Re: [PATCH V3 7/9] dax: fix holder_ops race in fs_put_dax()

From: John Groves

Date: Sun Jun 07 2026 - 11:38:49 EST


On 26/06/01 05:03PM, Dave Jiang wrote:
>
>
> On 5/30/26 9:51 AM, John Groves wrote:
> > From: John Groves <John@xxxxxxxxxx>
> >
> > Clear holder_ops before holder_data so that a concurrent fs_dax_get()
> > cannot have its newly installed holder_ops overwritten. cmpxchg()
> > provides release ordering on weakly-ordered architectures, ensuring the
> > WRITE_ONCE(holder_ops, NULL) store is visible to any CPU that observes
> > the holder_data release.
> >
> > Add WARN_ON() on the cmpxchg result to catch two API contract
> > violations: fs_put_dax() called by a non-holder, or called twice by
> > the same holder (double-put). Either way holder_ops has already been
> > cleared, so WARN_ON() does not prevent the damage but makes the bug
> > visible. (Note: "damage" is only if a non-holder causes holder_ops
> > to be cleared)
> >
> > Also add a kerneldoc comment documenting that fs_put_dax() must only
> > be called by the current holder.
> >
> > Fixes: eec38f5d86d27 ("dax: Add fs_dax_get() func to prepare dax for fs-dax usage")
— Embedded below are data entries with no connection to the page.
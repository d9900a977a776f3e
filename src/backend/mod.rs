//! Backend Module
//!
//! Everything on the proxy's backend side of the wire.
//!
//! ## Architecture
//!
//! ```text
//! ┌───────────────────────────────────────────────────────────┐
//! │                       BackendPool                         │
//! │   addr ─> Connecting { waiters } | Connected(handle)      │
//! └───────────────┬───────────────────────────────────────────┘
//!                 │ one per address
//!                 ▼
//! ┌──────────────────────────┐      ┌──────────────────────┐
//! │  session task            │◄─────│ Keepalive (optional) │
//! │  FIFO of continuations   │ PING └──────────────────────┘
//! └───────────┬──────────────┘
//!             │ Connector::Stream
//!             ▼
//!        backend node
//! ```
//!
//! - `connector`: opens streams (TCP in production)
//! - `session`: the per-connection multiplexer and [`BackendHandle`]
//! - `pool`: connect coalescing and connection reuse
//! - `keepalive`: periodic liveness pings

pub mod connector;
pub mod keepalive;
pub mod pool;
pub mod session;

pub use connector::{Connector, TcpConnector};
pub use keepalive::{Keepalive, KeepaliveConfig};
pub use pool::BackendPool;
pub use session::{BackendError, BackendHandle, ReplyReceiver};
> > Signed-off-by: John Groves <john@xxxxxxxxxx>
> > ---
> > drivers/dax/super.c | 35 ++++++++++++++++++++++++++++++++---
> > 1 file changed, 32 insertions(+), 3 deletions(-)
> >
> > diff --git a/drivers/dax/super.c b/drivers/dax/super.c
> > index 25cf99dd9360b..4c56ac2faacdb 100644
> > --- a/drivers/dax/super.c
> > +++ b/drivers/dax/super.c
> > @@ -116,11 +116,40 @@ EXPORT_SYMBOL_GPL(fs_dax_get_by_bdev);
> >
> > #if IS_ENABLED(CONFIG_FS_DAX)
> >
> > +/**
> > + * fs_put_dax() - release holder ownership of a dax_device
> > + * @dax_dev: dax device to release (may be NULL)
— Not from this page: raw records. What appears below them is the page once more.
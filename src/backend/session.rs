//! Backend Session
//!
//! One task per backend connection. The task owns the socket and a FIFO of
//! reply continuations, one per request written and not yet answered.
//!
//! ```text
//!  BackendHandle::enqueue ──mpsc──> ┌────────────────────────────┐
//!                                   │ session task               │
//!                                   │  out buffer ──write──> sock│
//!        oneshot <── pop_front ──── │  FIFO <── decode <── sock  │
//!                                   └────────────────────────────┘
//! ```
//!
//! Backends answer pipelined requests in order, so the n-th decoded reply
//! belongs to the n-th request written. Requests are appended to the FIFO
//! in the same step that appends their bytes to the output buffer, which
//! keeps the two sequences aligned.
//!
//! When the session ends for any reason, no continuation is left behind:
//! a reply that fails to decode goes to the oldest waiter as a protocol
//! error, everything else queued (including requests still in the channel)
//! gets `ConnectionLost`.

use crate::protocol::{CommandFrame, ParseError, ReplyDecoder, ReplyFrame};
use bytes::{Buf, BytesMut};
use std::collections::VecDeque;
use std::io;
use std::sync::Arc;
use thiserror::Error;
use tokio::io::{AsyncRead, AsyncReadExt, AsyncWrite, AsyncWriteExt};
use tokio::sync::{mpsc, oneshot};
use tracing::{debug, info, trace, warn};

/// Initial read buffer capacity
const INITIAL_BUFFER_SIZE: usize = 4096;

/// Errors a forwarded request can end with.
#[derive(Debug, Error, Clone, PartialEq)]
pub enum BackendError {
    #[error("failed to connect to {addr}: {reason}")]
    ConnectFailed { addr: String, reason: String },

    #[error("connection to backend lost")]
    ConnectionLost,

    #[error("backend protocol error: {0}")]
    Protocol(#[from] ParseError),

    #[error("backend timed out")]
    Timeout,
}

/// The eventual answer to one forwarded request.
pub type ReplyReceiver = oneshot::Receiver<Result<ReplyFrame, BackendError>>;

type ReplySender = oneshot::Sender<Result<ReplyFrame, BackendError>>;

pub(crate) enum SessionCommand {
    Request { bytes: BytesMut, reply_tx: ReplySender },
    Close,
}

pub(crate) type SessionReceiver = mpsc::UnboundedReceiver<SessionCommand>;

/// A cheap, cloneable reference to a live backend connection.
#[derive(Debug, Clone)]
pub struct BackendHandle {
    addr: Arc<str>,
    id: u64,
    tx: mpsc::UnboundedSender<SessionCommand>,
}

impl BackendHandle {
    pub(crate) fn new(addr: &str, id: u64) -> (Self, SessionReceiver) {
        let (tx, rx) = mpsc::unbounded_channel();
        let handle = Self {
            addr: Arc::from(addr),
            id,
            tx,
        };
        (handle, rx)
    }

    pub fn addr(&self) -> &str {
        &self.addr
    }

    /// Distinguishes successive connections to the same address.
    pub fn id(&self) -> u64 {
        self.id
    }

    /// True once the session task has stopped accepting requests.
    pub fn is_closed(&self) -> bool {
        self.tx.is_closed()
    }

    /// Queues `frame` for sending and returns where its reply will arrive.
    ///
    /// Frames enqueued through the same handle reach the backend, and are
    /// answered, in enqueue order.
    pub fn enqueue(&self, frame: &CommandFrame) -> Result<ReplyReceiver, BackendError> {
        let (reply_tx, reply_rx) = oneshot::channel();
        self.tx
            .send(SessionCommand::Request {
                bytes: frame.encode(),
                reply_tx,
            })
            .map_err(|_| BackendError::ConnectionLost)?;
        Ok(reply_rx)
    }

    /// Sends `frame` and waits for its reply.
    pub async fn send(&self, frame: &CommandFrame) -> Result<ReplyFrame, BackendError> {
        let reply_rx = self.enqueue(frame)?;
        reply_rx.await.unwrap_or(Err(BackendError::ConnectionLost))
    }

    /// Asks the session to close. Queued requests fail with `ConnectionLost`.
    pub fn close(&self) {
        let _ = self.tx.send(SessionCommand::Close);
    }
}

/// Why a session stopped.
#[derive(Debug)]
enum SessionEnd {
    ClosedByBackend,
    CloseRequested,
    Io(io::Error),
    Protocol(ParseError),
    UnexpectedReply,
}

/// Drives one backend connection until it closes.
pub(crate) async fn run_session<S>(addr: Arc<str>, stream: S, mut commands: SessionReceiver)
where
    S: AsyncRead + AsyncWrite + Unpin,
{
    let (mut reader, mut writer) = tokio::io::split(stream);
    let mut out = BytesMut::new();
    let mut input = BytesMut::with_capacity(INITIAL_BUFFER_SIZE);
    let mut decoder = ReplyDecoder::new();
    let mut pending: VecDeque<ReplySender> = VecDeque::new();

    let end = loop {
        if input.capacity() - input.len() < 1024 {
            input.reserve(INITIAL_BUFFER_SIZE);
        }

        tokio::select! {
            result = writer.write_buf(&mut out), if out.has_remaining() => {
                if let Err(e) = result {
                    break SessionEnd::Io(e);
                }
            }
            result = reader.read_buf(&mut input) => {
                match result {
                    Ok(0) => break SessionEnd::ClosedByBackend,
                    Ok(n) => {
                        trace!(backend = %addr, bytes = n, "Read from backend");
                        if let Err(end) = dispatch_replies(&mut decoder, &mut input, &mut pending) {
                            break end;
                        }
                    }
                    Err(e) => break SessionEnd::Io(e),
                }
            }
            command = commands.recv() => match command {
                Some(SessionCommand::Request { bytes, reply_tx }) => {
                    out.extend_from_slice(&bytes);
                    pending.push_back(reply_tx);
                }
                Some(SessionCommand::Close) | None => break SessionEnd::CloseRequested,
            }
        }
    };

    match &end {
        SessionEnd::CloseRequested => debug!(backend = %addr, "Backend session closed"),
        SessionEnd::ClosedByBackend => info!(backend = %addr, "Backend closed the connection"),
        SessionEnd::Io(e) => warn!(backend = %addr, error = %e, "Backend I/O error"),
        SessionEnd::Protocol(e) => warn!(backend = %addr, error = %e, "Backend protocol error"),
        SessionEnd::UnexpectedReply => {
            warn!(backend = %addr, "Reply from backend with no pending request")
        }
    }

    // Nothing queued may wait forever.
    commands.close();
    let mut lost = pending.len();
    for reply_tx in pending.drain(..) {
        let _ = reply_tx.send(Err(BackendError::ConnectionLost));
    }
    while let Ok(command) = commands.try_recv() {
        if let SessionCommand::Request { reply_tx, .. } = command {
            let _ = reply_tx.send(Err(BackendError::ConnectionLost));
            lost += 1;
        }
    }
    if lost > 0 {
        debug!(backend = %addr, requests = lost, "Failed requests pending on closed backend");
    }
}

/// Hands every complete reply in `input` to the oldest waiter.
fn dispatch_replies(
    decoder: &mut ReplyDecoder,
    input: &mut BytesMut,
    pending: &mut VecDeque<ReplySender>,
) -> Result<(), SessionEnd> {
    loop {
        match decoder.decode_buf(input) {
            Ok(Some(reply)) => {
                let Some(reply_tx) = pending.pop_front() else {
                    return Err(SessionEnd::UnexpectedReply);
                };
                // The requester may have gone away; its reply is dropped.
                let _ = reply_tx.send(Ok(reply));
            }
            Ok(None) => return Ok(()),
            Err(e) => {
                if let Some(reply_tx) = pending.pop_front() {
                    let _ = reply_tx.send(Err(BackendError::Protocol(e.clone())));
                }
                return Err(SessionEnd::Protocol(e));
            }
        }
    }
}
> > + * @holder: the holder pointer previously passed to fs_dax_get() or
> > + * fs_dax_get_by_bdev(); must match exactly, as it is used
> > + * in a cmpxchg to atomically release ownership
> > + *
> > + * Must only be called by the current holder. Clears holder_ops before
> > + * holder_data to avoid a race where a concurrent fs_dax_get() could have
> > + * its newly installed holder_ops overwritten.
> > + */
> > void fs_put_dax(struct dax_device *dax_dev, void *holder)
> > {
> > - if (dax_dev && holder &&
> > - cmpxchg(&dax_dev->holder_data, holder, NULL) == holder)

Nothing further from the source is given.